The records below are to be quoted in full; please keep every word exact.

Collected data
------------------------------
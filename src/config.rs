use crate::error::{Result, SiltError};
use std::net::SocketAddr;
use std::path::PathBuf;
use std::time::Duration;

/// When `append` resolves relative to the fsync of its record.
#[derive(Clone, Copy, Debug, PartialEq, Eq)]
pub enum SyncPolicy {
    /// Every append writes and fsyncs before resolving.
    Sync,
    /// Appends resolve when a batched flush completes (100 ms timer).
    Group,
    /// Group commit on a tight 10 ms timer.
    Periodic,
}

impl SyncPolicy {
    pub fn flush_interval(&self) -> Option<Duration> {
        match self {
            SyncPolicy::Sync => None,
            SyncPolicy::Group => Some(Duration::from_millis(100)),
            SyncPolicy::Periodic => Some(Duration::from_millis(10)),
        }
    }
}

#[derive(Clone, Debug)]
pub enum ReplicationRole {
    Standalone,
    /// Push every committed WAL record to the backup at this address.
    Primary { backup_addr: SocketAddr },
    /// Accept a primary connection on this address and apply its records.
    Backup { listen_addr: SocketAddr },
}

#[derive(Clone, Debug)]
pub struct Config {
    pub data_dir: PathBuf,
    pub memtable_size_limit: usize,
    pub sync_policy: SyncPolicy,
    /// One sparse-index entry per this many data entries (1..=1000).
    pub sparse_index_interval: usize,
    /// Target Bloom filter false-positive rate, 0 < p < 1.
    pub bloom_fpr: f64,
    /// Compact once this many SSTables are live.
    pub compaction_threshold: usize,
    pub compaction_check_interval: Duration,
    pub replication: ReplicationRole,
    pub replication_reconnect_interval: Duration,
    pub replication_connect_timeout: Duration,
    /// Streaming TCP front-end port (0 disables the listener).
    pub port: u16,
}

impl Default for Config {
    fn default() -> Self {
        Self {
            data_dir: PathBuf::from("./silt_data"),
            memtable_size_limit: 4 * 1024 * 1024,
            sync_policy: SyncPolicy::Group,
            sparse_index_interval: 10,
            bloom_fpr: 0.01,
            compaction_threshold: 4,
            compaction_check_interval: Duration::from_millis(60_000),
            replication: ReplicationRole::Standalone,
            replication_reconnect_interval: Duration::from_millis(1_000),
            replication_connect_timeout: Duration::from_millis(2_000),
            port: 7379,
        }
    }
}

impl Config {
    pub fn validate(&self) -> Result<()> {
        if self.memtable_size_limit == 0 {
            return Err(SiltError::InvalidArgument(
                "memtable_size_limit must be non-zero".into(),
            ));
        }
        if !(1..=1000).contains(&self.sparse_index_interval) {
            return Err(SiltError::InvalidArgument(format!(
                "sparse_index_interval must be in 1..=1000, got {}",
                self.sparse_index_interval
            )));
        }
        if !(self.bloom_fpr > 0.0 && self.bloom_fpr < 1.0) {
            return Err(SiltError::InvalidArgument(format!(
                "bloom_fpr must be in (0, 1), got {}",
                self.bloom_fpr
            )));
        }
        if self.compaction_threshold < 2 {
            return Err(SiltError::InvalidArgument(
                "compaction_threshold must be at least 2".into(),
            ));
        }
        Ok(())
    }
}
------------------------------
■ WRITTEN REPLY
filename src/config.rs
use crate::error::{Result, SiltError};
use std::net::SocketAddr;
use std::path::PathBuf;
use std::time::Duration;

/// When `append` resolves relative to the fsync of its record.
#[derive(Clone, Copy, Debug, PartialEq, Eq)]
pub enum SyncPolicy {
    /// Every append writes and fsyncs before resolving.
    Sync,
    /// Appends resolve when a batched flush completes (100 ms timer).
    Group,
    /// Group commit on a tight 10 ms timer.
    Periodic,
}

impl SyncPolicy {
    pub fn flush_interval(&self) -> Option<Duration> {
        match self {
            SyncPolicy::Sync => None,
            SyncPolicy::Group => Some(Duration::from_millis(100)),
            SyncPolicy::Periodic => Some(Duration::from_millis(10)),
        }
    }
}

#[derive(Clone, Debug)]
pub enum ReplicationRole {
    Standalone,
    /// Push every committed WAL record to the backup at this address.
    Primary { backup_addr: SocketAddr },
    /// Accept a primary connection on this address and apply its records.
    Backup { listen_addr: SocketAddr },
}

#[derive(Clone, Debug)]
pub struct Config {
    pub data_dir: PathBuf,
    pub memtable_size_limit: usize,
    pub sync_policy: SyncPolicy,
    /// One sparse-index entry per this many data entries (1..=1000).
    pub sparse_index_interval: usize,
    /// Target Bloom filter false-positive rate, 0 < p < 1.
    pub bloom_fpr: f64,
    /// Compact once this many SSTables are live.
    pub compaction_threshold: usize,
    pub compaction_check_interval: Duration,
    pub replication: ReplicationRole,
    pub replication_reconnect_interval: Duration,
    pub replication_connect_timeout: Duration,
    /// Streaming TCP front-end port (0 disables the listener).
    pub port: u16,
}

impl Default for Config {
    fn default() -> Self {
        Self {
            data_dir: PathBuf::from("./silt_data"),
            memtable_size_limit: 4 * 1024 * 1024,
            sync_policy: SyncPolicy::Group,
            sparse_index_interval: 10,
            bloom_fpr: 0.01,
            compaction_threshold: 4,
            compaction_check_interval: Duration::from_millis(60_000),
            replication: ReplicationRole::Standalone,
            replication_reconnect_interval: Duration::from_millis(1_000),
            replication_connect_timeout: Duration::from_millis(2_000),
            port: 7379,
        }
    }
}

impl Config {
    pub fn validate(&self) -> Result<()> {
        if self.memtable_size_limit == 0 {
            return Err(SiltError::InvalidArgument(
                "memtable_size_limit must be non-zero".into(),
            ));
        }
        if !(1..=1000).contains(&self.sparse_index_interval) {
            return Err(SiltError::InvalidArgument(format!(
                "sparse_index_interval must be in 1..=1000, got {}",
                self.sparse_index_interval
            )));
        }
        if !(self.bloom_fpr > 0.0 && self.bloom_fpr < 1.0) {
            return Err(SiltError::InvalidArgument(format!(
                "bloom_fpr must be in (0, 1), got {}",
                self.bloom_fpr
            )));
        }
        if self.compaction_threshold < 2 {
            return Err(SiltError::InvalidArgument(
                "compaction_threshold must be at least 2".into(),
            ));
        }
        Ok(())
    }
}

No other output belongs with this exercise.